MARBLEHEAD — The Select Board voted in favor of a sweeping $122.7 million budget proposal for FY27, a plan shaped by a significant deficit and marked by widespread service reductions and job losses across town departments, on Saturday.
By the end of a day-long Select Board, Finance Committee, and various town committee and board session — dubbed “Super Saturday” — officials outlined a path to close a $7.7 million budget gap, but not without difficult trade-offs.
The current proposal includes the elimination of roughly three dozen positions spanning municipal departments and schools, with additional cuts still under consideration.

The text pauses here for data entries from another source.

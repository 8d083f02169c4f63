//! # Voting Service Provider
//!
//! A VSP votes tickets on the owner's behalf in exchange for a fee. Fee
//! negotiation is two authenticated calls:
//!
//! ```text
//!   feeaddress  (ticket, parent)        ──▶  { fee address, amount, expiry }
//!   payfee      (fee tx, voting key)    ──▶  accepted
//! ```
//!
//! Both request bodies are signed with the ticket's commitment key so the
//! VSP can check the caller owns the ticket. The VSP broadcasts the fee
//! transaction itself.

pub mod client;
pub mod types;

use async_trait::async_trait;
use thiserror::Error;

pub use client::VspHttpClient;
pub use types::{
    FeeAddressRequest, FeeAddressResponse, PayFeeRequest, PayFeeResponse, SignedBody,
    VspErrorBody,
};

/// Errors from talking to a VSP.
#[derive(Debug, Clone, PartialEq, Eq, Error)]
pub enum VspError {
    /// The VSP already holds a fee for this ticket.
    #[error("fee already received for this ticket")]
    AlreadyPaid,

    /// The VSP answered with an error body.
    #[error("vsp error {code} (http {status}): {message}")]
    Api {
        status: u16,
        code: i64,
        message: String,
    },

    /// The request never got an answer.
    #[error("vsp transport error: {0}")]
    Transport(String),

    /// The VSP answered with something we could not interpret.
    #[error("invalid vsp response: {0}")]
    InvalidResponse(String),
}

/// The two fee negotiation calls.
#[async_trait]
pub trait VspService: Send + Sync {
    async fn fee_address(&self, body: &SignedBody) -> Result<FeeAddressResponse, VspError>;

    async fn pay_fee(&self, body: &SignedBody) -> Result<PayFeeResponse, VspError>;
}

Throughout the meeting, Finance Committee members repeatedly emphasized the scale of the challenge, noting that reductions had already accumulated before some of the most impacted departments were even discussed.
“I think I just said we were at 10-and-a-half positions before we get to the library,” Finance Committee Chair Alec Goolsby said during deliberations, highlighting how quickly the total climbed as the day progressed.
By the close of discussions, that number had risen significantly, with school officials still tasked with identifying further reductions in the weeks ahead.
The school district has already trimmed millions from its projected budget, largely through staffing reductions and internal cost shifts. Even so, administrators warned that additional cuts could have visible consequences in classrooms.
Superintendent John Robidoux cautioned that future reductions would extend beyond efficiencies and begin to affect core services.
“Any further reductions… will affect students,” he said, citing changes to class size, services, resources, safety, and security, and stressing that the district is approaching a threshold where impacts will be felt directly by students.
While some early reductions were described as aligning staffing with enrollment trends, officials acknowledged that the next phase will be more disruptive.
Among all departments, the Abbot Public Library emerged as one of the most vulnerable under the proposed budget.
Library Director Kimberly Grad described the situation in stark terms, warning that the scale of the reduction could fundamentally alter, or even end, library operations.
She emphasized that the proposed reductions would force a complete restructuring of operations.
“The contingency budget requires a massive restructuring… making it very difficult to keep the building open,” Grad said.
The proposed cuts would likely reduce service hours to about 25 hours a week and jeopardize the library’s eligibility for state certification. Losing that designation would cut residents off from regional resource-sharing systems and interlibrary loan networks.
Grad also pointed to broader consequences, including the potential loss of access to shared databases, materials, and programming.
“This is not just a department; we’re an institution,” she added, warning that “it has massive repercussions.”
Committee members pressed library officials to clearly communicate what residents would lose if the budget is adopted without additional funding, emphasizing the need for transparency ahead of Town Meeting.
The strain on the town’s finances extends beyond staffing decisions. Rising fixed costs — particularly health insurance and benefits — have intensified pressure on the budget.
Goolsby noted that benefit increases alone have become a major driver of the deficit.
“It’s probably the largest impactful line item… causing us to be short at the moment,” he said, pointing to sharp year-over-year increases in health insurance costs.
At the same time, some departments have attempted to offset cuts through alternative funding sources or operational adjustments, though those efforts have limitations and, in some cases, legal constraints.
“We need to make sure that taxpayers understand what’s at stake,” Goolsby said, underscoring the importance of clearly communicating the real impact behind the numbers.
Not all town leaders support the current approach. Select Board member Jim Zisson cast the one vote against the budget, objecting to decisions he said prioritize unfilled positions over existing employees.
While the budget proposal reflects a no-override scenario — a balanced budget achieved through cuts — officials are preparing to present voters with options that could restore some or all of the reductions.
Town leaders are expected to introduce a tiered override plan that ranges from partial restoration of services to a more comprehensive reinvestment in infrastructure, staffing, and long-term needs.
Separately, residents will also consider a dedicated override to fund curbside trash and recycling collection.
Ultimately, the fate of the budget, and the services it supports, will be decided by voters at Town Meeting in May.
In the meantime, officials face a narrow window to finalize remaining cuts, clarify impacts, and present residents with a clear picture of what is at stake.
As Goolsby emphasized during the meeting, the challenge is not just balancing numbers, but ensuring the public understands the real-world consequences behind them.